WHAT YOU WILL DO:
Copies of all lines that contain "info" are needed; take them from the data below.

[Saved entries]
---*---

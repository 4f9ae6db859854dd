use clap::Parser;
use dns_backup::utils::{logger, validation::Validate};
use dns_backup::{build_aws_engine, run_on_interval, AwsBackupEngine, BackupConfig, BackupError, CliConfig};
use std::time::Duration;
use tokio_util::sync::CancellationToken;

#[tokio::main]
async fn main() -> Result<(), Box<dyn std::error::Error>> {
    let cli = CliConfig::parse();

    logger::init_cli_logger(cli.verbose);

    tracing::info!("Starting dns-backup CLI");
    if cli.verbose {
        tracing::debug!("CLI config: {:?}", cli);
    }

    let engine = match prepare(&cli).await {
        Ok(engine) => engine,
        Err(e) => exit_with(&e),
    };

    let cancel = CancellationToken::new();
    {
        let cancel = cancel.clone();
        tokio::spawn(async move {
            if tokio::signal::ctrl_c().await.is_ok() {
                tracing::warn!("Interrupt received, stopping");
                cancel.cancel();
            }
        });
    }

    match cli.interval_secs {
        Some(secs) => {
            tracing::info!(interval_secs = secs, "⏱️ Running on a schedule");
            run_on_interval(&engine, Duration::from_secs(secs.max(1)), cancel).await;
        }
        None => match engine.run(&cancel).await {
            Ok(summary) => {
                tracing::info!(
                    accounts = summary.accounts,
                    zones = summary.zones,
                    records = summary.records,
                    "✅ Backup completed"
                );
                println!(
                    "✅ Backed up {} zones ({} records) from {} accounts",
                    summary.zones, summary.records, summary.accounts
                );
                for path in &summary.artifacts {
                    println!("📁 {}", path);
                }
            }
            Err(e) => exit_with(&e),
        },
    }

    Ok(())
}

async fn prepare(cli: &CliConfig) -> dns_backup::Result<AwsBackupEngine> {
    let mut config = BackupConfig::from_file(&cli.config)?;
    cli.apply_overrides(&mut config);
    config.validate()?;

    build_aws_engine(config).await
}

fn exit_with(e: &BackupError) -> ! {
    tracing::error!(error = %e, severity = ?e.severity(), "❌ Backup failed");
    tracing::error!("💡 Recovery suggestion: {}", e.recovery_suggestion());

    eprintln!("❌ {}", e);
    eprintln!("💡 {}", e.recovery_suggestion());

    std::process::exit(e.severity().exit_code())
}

---*---

TASK OUTPUT:
    tracing::info!("Starting dns-backup CLI");
            tracing::info!(interval_secs = secs, "⏱️ Running on a schedule");
                tracing::info!(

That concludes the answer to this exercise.